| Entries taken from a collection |
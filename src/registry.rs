//! Plugin registries.
//!
//! Agents and environments are resolved from a stable identifier to a
//! constructor, validated at startup. An unknown id is a typed
//! configuration error rather than a load failure deep inside a run.

use std::collections::BTreeMap;

use serde_json::Value;

use crate::builtin::{RandomAgent, RandomWalkEnv};
use crate::error::{Result, UniError};
use crate::plugin::{Agent, Environment};

type EnvironmentCtor = Box<dyn Fn() -> Box<dyn Environment>>;

/// Agent constructors receive the environment's observation and action
/// spaces.
type AgentCtor = Box<dyn Fn(Value, Value) -> Box<dyn Agent>>;

#[derive(Default)]
pub struct EnvironmentRegistry {
    entries: BTreeMap<String, EnvironmentCtor>,
}

impl EnvironmentRegistry {
    pub fn new() -> Self {
        Self::default()
    }

    pub fn register<F>(&mut self, id: &str, ctor: F)
    where
        F: Fn() -> Box<dyn Environment> + 'static,
    {
        self.entries.insert(id.to_string(), Box::new(ctor));
    }

    pub fn create(&self, id: &str) -> Result<Box<dyn Environment>> {
        match self.entries.get(id) {
            Some(ctor) => Ok(ctor()),
            None => Err(unknown_plugin("environment", id, self.ids())),
        }
    }

    pub fn ids(&self) -> Vec<&str> {
        self.entries.keys().map(String::as_str).collect()
    }
}

#[derive(Default)]
pub struct AgentRegistry {
    entries: BTreeMap<String, AgentCtor>,
}

impl AgentRegistry {
    pub fn new() -> Self {
        Self::default()
    }

    pub fn register<F>(&mut self, id: &str, ctor: F)
    where
        F: Fn(Value, Value) -> Box<dyn Agent> + 'static,
    {
        self.entries.insert(id.to_string(), Box::new(ctor));
    }

    pub fn create(
        &self,
        id: &str,
        observation_space: Value,
        action_space: Value,
    ) -> Result<Box<dyn Agent>> {
        match self.entries.get(id) {
            Some(ctor) => Ok(ctor(observation_space, action_space)),
            None => Err(unknown_plugin("algorithm", id, self.ids())),
        }
    }

    pub fn ids(&self) -> Vec<&str> {
        self.entries.keys().map(String::as_str).collect()
    }
}

fn unknown_plugin(kind: &str, id: &str, known: Vec<&str>) -> UniError {
    UniError::Configuration(format!(
        "unknown {kind} `{id}`; registered: {}",
        known.join(", ")
    ))
}

/// Registry with the built-in demo environment.
pub fn default_environments() -> EnvironmentRegistry {
    let mut registry = EnvironmentRegistry::new();
    registry.register("random-walk", || Box::new(RandomWalkEnv::new()));
    registry
}

/// Registry with the built-in demo agent.
pub fn default_agents() -> AgentRegistry {
    let mut registry = AgentRegistry::new();
    registry.register("random", |observation_space, action_space| {
        Box::new(RandomAgent::new(observation_space, action_space))
    });
    registry
}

| YOUR OBJECTIVE |
Faithfully copy every entry, leaving nothing out.

| ANSWER SPACE |
filename src/registry.rs
//! Plugin registries.
//!
//! Agents and environments are resolved from a stable identifier to a
//! constructor, validated at startup. An unknown id is a typed
//! configuration error rather than a load failure deep inside a run.

use std::collections::BTreeMap;

use serde_json::Value;

use crate::builtin::{RandomAgent, RandomWalkEnv};
use crate::error::{Result, UniError};
use crate::plugin::{Agent, Environment};

type EnvironmentCtor = Box<dyn Fn() -> Box<dyn Environment>>;

/// Agent constructors receive the environment's observation and action
/// spaces.
type AgentCtor = Box<dyn Fn(Value, Value) -> Box<dyn Agent>>;

#[derive(Default)]
pub struct EnvironmentRegistry {
    entries: BTreeMap<String, EnvironmentCtor>,
}

impl EnvironmentRegistry {
    pub fn new() -> Self {
        Self::default()
    }

    pub fn register<F>(&mut self, id: &str, ctor: F)
    where
        F: Fn() -> Box<dyn Environment> + 'static,
    {
        self.entries.insert(id.to_string(), Box::new(ctor));
    }

    pub fn create(&self, id: &str) -> Result<Box<dyn Environment>> {
        match self.entries.get(id) {
            Some(ctor) => Ok(ctor()),
            None => Err(unknown_plugin("environment", id, self.ids())),
        }
    }

    pub fn ids(&self) -> Vec<&str> {
        self.entries.keys().map(String::as_str).collect()
    }
}

#[derive(Default)]
pub struct AgentRegistry {
    entries: BTreeMap<String, AgentCtor>,
}

impl AgentRegistry {
    pub fn new() -> Self {
        Self::default()
    }

    pub fn register<F>(&mut self, id: &str, ctor: F)
    where
        F: Fn(Value, Value) -> Box<dyn Agent> + 'static,
    {
        self.entries.insert(id.to_string(), Box::new(ctor));
    }

    pub fn create(
        &self,
        id: &str,
        observation_space: Value,
        action_space: Value,
    ) -> Result<Box<dyn Agent>> {
        match self.entries.get(id) {
            Some(ctor) => Ok(ctor(observation_space, action_space)),
            None => Err(unknown_plugin("algorithm", id, self.ids())),
        }
    }

    pub fn ids(&self) -> Vec<&str> {
        self.entries.keys().map(String::as_str).collect()
    }
}

fn unknown_plugin(kind: &str, id: &str, known: Vec<&str>) -> UniError {
    UniError::Configuration(format!(
        "unknown {kind} `{id}`; registered: {}",
        known.join(", ")
    ))
}

/// Registry with the built-in demo environment.
pub fn default_environments() -> EnvironmentRegistry {
    let mut registry = EnvironmentRegistry::new();
    registry.register("random-walk", || Box::new(RandomWalkEnv::new()));
    registry
}

/// Registry with the built-in demo agent.
pub fn default_agents() -> AgentRegistry {
    let mut registry = AgentRegistry::new();
    registry.register("random", |observation_space, action_space| {
        Box::new(RandomAgent::new(observation_space, action_space))
    });
    registry
}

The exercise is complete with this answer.